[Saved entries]
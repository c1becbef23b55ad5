//! End-to-end session tests
//!
//! Drives whole sessions through `GameLoop` with `FixedScriptController`,
//! using the same token grammar a player types at the menu. Dice come from
//! `ScriptedRolls` where exact outcomes matter and from a seeded `GameRng`
//! otherwise.

use war_rs::core::ArmyColor;
use war_rs::game::{
    CommandOutcome, FixedScriptController, GameEndReason, GameLoop, GameState, MissionKind, PlayerController,
    ScriptedRolls, SessionState, VerbosityLevel,
};
use war_rs::loader::GameConfig;
use war_rs::WarError;

fn scripted_game(rolls: Vec<u32>) -> GameState {
    let mut game = GameState::with_rng(&GameConfig::reference(), Box::new(ScriptedRolls::new(rolls))).unwrap();
    game.logger.enable_capture();
    game.logger.set_verbosity(VerbosityLevel::Verbose);
    game
}

fn troops(game: &GameState, index: usize) -> (String, String, u32) {
    let t = game.registry().get(index).unwrap();
    (t.name.as_str().to_string(), t.owner.as_str().to_string(), t.troops)
}

#[test]
fn test_conquer_three_territories() {
    // Mission draw 1 = ConquerThreshold, then attacker/defender die pairs
    let mut rolls = vec![1];
    rolls.extend([6, 1, 6, 1, 6, 1]); // Cerrado takes Caatinga
    rolls.extend([2, 5, 3, 4]); // two held defenses
    rolls.extend([6, 1].repeat(5)); // Cerrado takes Amazonas
    let mut game = scripted_game(rolls);
    assert_eq!(game.mission().kind, MissionKind::ConquerThreshold);

    let mut controller = FixedScriptController::from_script(
        "1 3 2 4 cerrado caatinga 2 4 \
         2 \
         1 3 2 2 2 1 mata 1 \
         1 5 2 1 2 1 2 1 2 1 2 1 \
         2 0",
    );

    let result = GameLoop::new(&mut game).run(&mut controller);

    assert_eq!(result.end_reason, GameEndReason::MissionComplete);
    assert_eq!(result.turns_played, 5);
    // The 2 -> 2 selection is rejected before any dice are rolled
    assert_eq!(result.attacks_resolved, 10);
    assert_eq!(result.conquests, 2);
    // The trailing quit is never read
    assert_eq!(controller.remaining(), 1);

    let azul = ArmyColor::new("Azul");
    assert_eq!(game.registry().count_owned_by(&azul), 3);
    assert_eq!(troops(&game, 0), ("Amazonas".into(), "Azul".into(), 1));
    assert_eq!(troops(&game, 1), ("Cerrado".into(), "Azul".into(), 2));
    assert_eq!(troops(&game, 2), ("Pantanal".into(), "Vermelho".into(), 6));
    assert_eq!(troops(&game, 3), ("Caatinga".into(), "Azul".into(), 1));
    assert_eq!(troops(&game, 4), ("Mata Atlantica".into(), "Roxo".into(), 5));

    let logs = game.logger.logs();
    assert!(logs.iter().any(|l| l.message.contains("Mission not complete yet")));
    #[cfg(feature = "verbose-logging")]
    assert!(logs.iter().any(|l| l.message.contains("Territory Caatinga was conquered by Azul")));
    assert!(logs.iter().any(|l| l.message.contains("cancelled")));
    assert!(logs.iter().any(|l| l.message.contains("Congratulations")));
}

#[test]
fn test_destroy_army_with_third_party_attacker() {
    // DestroyArmy against palette[4] = Roxo; Pantanal (Vermelho) does the work
    let mut rolls = vec![0, 4];
    rolls.extend([6, 1].repeat(5));
    let mut game = scripted_game(rolls);
    assert_eq!(game.describe_mission(), "Destroy the Roxo army");

    let mut controller = FixedScriptController::from_script("1 5 3 5 3 5 3 5 3 5 3 5 2");
    let result = GameLoop::new(&mut game).run(&mut controller);

    assert_eq!(result.end_reason, GameEndReason::MissionComplete);
    assert_eq!(troops(&game, 2), ("Pantanal".into(), "Vermelho".into(), 5));
    assert_eq!(troops(&game, 4), ("Mata Atlantica".into(), "Vermelho".into(), 1));
    assert!(game.check_mission());
}

#[test]
fn test_bad_input_never_ends_the_session() {
    let mut game = scripted_game(vec![1]);
    let mut controller = FixedScriptController::from_script("7 abc 1 0 1 -2 1 x 1 1 9 2 2");
    let before = game.registry().clone();

    let mut outcomes = Vec::new();
    let mut game_loop = GameLoop::new(&mut game);
    for _ in 0..6 {
        let command = {
            let view = war_rs::game::GameStateView::new(game_loop.game);
            controller.next_command(&view)
        };
        outcomes.push(game_loop.process_command(command, &mut controller));
        assert_eq!(game_loop.state(), SessionState::Playing);
    }

    assert!(matches!(outcomes[0], CommandOutcome::InvalidOption(_)));
    assert!(matches!(outcomes[1], CommandOutcome::Malformed(_)));
    // Attack counts must be positive
    assert!(matches!(outcomes[2], CommandOutcome::Malformed(_)));
    assert!(matches!(outcomes[3], CommandOutcome::Malformed(_)));
    assert!(matches!(outcomes[4], CommandOutcome::Malformed(_)));

    // Out-of-range selection is reported on the sub-attack
    let CommandOutcome::Attacks(reports) = &outcomes[5] else {
        panic!("expected attacks, got {:?}", outcomes[5]);
    };
    assert_eq!(reports.len(), 1);
    assert!(matches!(reports[0].result, Err(WarError::InvalidIndex { .. })));

    drop(game_loop);
    assert_eq!(game.registry(), &before);
}

#[test]
fn test_seeded_session_quits_cleanly() {
    let config = GameConfig::reference();
    let mut game = GameState::new(&config, 42).unwrap();
    game.logger.enable_capture();

    let mut controller = FixedScriptController::from_script("2 0 1 1 1 2");
    let result = GameLoop::new(&mut game).run(&mut controller);

    assert_eq!(result.end_reason, GameEndReason::PlayerQuit);
    assert_eq!(result.turns_played, 2);
    assert_eq!(result.attacks_resolved, 0);
    assert_eq!(game.registry().list_territories().len(), 5);
    assert!(game
        .logger
        .logs()
        .iter()
        .any(|l| l.message.contains("Leaving the game")));
}

#[test]
fn test_exhausted_script_quits() {
    let mut game = GameState::new(&GameConfig::reference(), 7).unwrap();
    game.logger.enable_capture();

    let mut controller = FixedScriptController::from_script("2");
    let result = GameLoop::new(&mut game).run(&mut controller);

    assert_eq!(result.end_reason, GameEndReason::PlayerQuit);
    assert_eq!(result.turns_played, 2);
}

ASSIGNMENT
The expected output is every line of the records in which the string "extend" appears.

SOLUTION BELOW
    rolls.extend([6, 1, 6, 1, 6, 1]); // Cerrado takes Caatinga
    rolls.extend([2, 5, 3, 4]); // two held defenses
    rolls.extend([6, 1].repeat(5)); // Cerrado takes Amazonas
    rolls.extend([6, 1].repeat(5));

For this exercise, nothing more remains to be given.